Maths Elfvendal met également l’accent sur une autre perspective. Ce n’est pas parce que vous êtes bon dans certains domaines que vous êtes nécessairement le meilleur gardien de but.

Il donne l’exemple de son passage à Parme, un club italien de Serie B. Il y a travaillé avec Gianluigi Buffon, un gardien qui a une grande expérience de la compétition. Il y a travaillé avec Gianluigi Buffon, un gardien de but qui possède une vaste expérience de plus de 20 ans en Serie A et dans l’équipe nationale italienne.

Au cours d’une longue séance d’entraînement, les gardiens de but de l’équipe se sont essayés à un exercice de coordination œil-main et à un exercice d’étirement. Gianluigi Buffon n’a pas été le plus performant dans les deux exercices, mais lorsqu’il s’est agi de sauver des ballons, il s’est montré supérieur.

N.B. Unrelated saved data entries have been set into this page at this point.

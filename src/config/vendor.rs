// src/config/vendor.rs
use anyhow::{anyhow, bail, Result};
use serde::Deserialize;
use std::env;

pub const ENV_ABNORMAL_ACCESS_TOKEN: &str = "ABNORMAL_ACCESS_TOKEN";
pub const ENV_DARKTRACE_PUBLIC_TOKEN: &str = "DARKTRACE_PUBLIC_TOKEN";
pub const ENV_DARKTRACE_PRIVATE_TOKEN: &str = "DARKTRACE_PRIVATE_TOKEN";

#[derive(Debug, Clone, Deserialize)]
pub struct AbnormalSecurityConfig {
    /// "ENV" means: read from ABNORMAL_ACCESS_TOKEN
    pub access_token: String,
    #[serde(default)]
    pub base_url: Option<String>,
}

#[derive(Debug, Clone, Deserialize)]
pub struct DarktraceConfig {
    pub url: String,
    /// "ENV" means: read from DARKTRACE_PUBLIC_TOKEN
    pub public_token: String,
    /// "ENV" means: read from DARKTRACE_PRIVATE_TOKEN
    pub private_token: String,
}

#[derive(Debug, Clone, Deserialize)]
#[serde(tag = "kind", rename_all = "snake_case")]
pub enum VendorConfig {
    AbnormalSecurity(AbnormalSecurityConfig),
    Darktrace(DarktraceConfig),
}

fn resolve_secret(value: &str, env_name: &str, what: &str) -> Result<String> {
    let v = value.trim();
    let resolved = if v.eq_ignore_ascii_case("env") {
        env::var(env_name).map_err(|_| anyhow!("Missing {env_name} env var"))?
    } else {
        v.to_string()
    };
    if resolved.trim().is_empty() {
        bail!("missing {what}");
    }
    Ok(resolved)
}

fn check_url(raw: &str, what: &str) -> Result<String> {
    let trimmed = raw.trim().trim_end_matches('/');
    if trimmed.is_empty() {
        bail!("missing {what}");
    }
    reqwest::Url::parse(trimmed).map_err(|e| anyhow!("invalid {what} {trimmed:?}: {e}"))?;
    Ok(trimmed.to_string())
}

impl VendorConfig {
    /// Resolve "ENV" secrets and reject missing credentials or base URL.
    pub fn resolve(self) -> Result<Self> {
        match self {
            VendorConfig::AbnormalSecurity(mut c) => {
                c.access_token =
                    resolve_secret(&c.access_token, ENV_ABNORMAL_ACCESS_TOKEN, "access token")?;
                c.base_url = match c.base_url.as_deref() {
                    Some(u) if !u.trim().is_empty() => Some(check_url(u, "base_url")?),
                    _ => None,
                };
                Ok(VendorConfig::AbnormalSecurity(c))
            }
            VendorConfig::Darktrace(mut c) => {
                c.url = check_url(&c.url, "url")?;
                c.public_token =
                    resolve_secret(&c.public_token, ENV_DARKTRACE_PUBLIC_TOKEN, "public token")?;
                c.private_token =
                    resolve_secret(&c.private_token, ENV_DARKTRACE_PRIVATE_TOKEN, "private token")?;
                Ok(VendorConfig::Darktrace(c))
            }
        }
    }
}
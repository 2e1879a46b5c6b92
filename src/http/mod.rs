// src/http/mod.rs
pub mod auth;
pub mod executor;
pub mod transport;

pub use auth::{Authenticator, BearerAuth, HmacSignatureAuth};
pub use executor::RetryExecutor;
pub use transport::{HttpTransport, RawResponse, ReqwestTransport, TransportError};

– Le plus gros problème est le timing. Il a commencé ses actions sept à dix centièmes de seconde avant les autres.

Le gardien de but lui-même n’a pas pu expliquer théoriquement pourquoi c’était le cas, c’est plutôt qu’il y allait au feeling. Maths Elfvendal pense que c’est quelque chose que l’on pourrait enseigner aux jeunes gardiens de but de nos jours.

– La question du timing est extrêmement importante, mais nous en revenons au match. Vous devez apprendre à savoir quand prendre la décision de vous lancer », explique l’entraîneur des gardiens de but.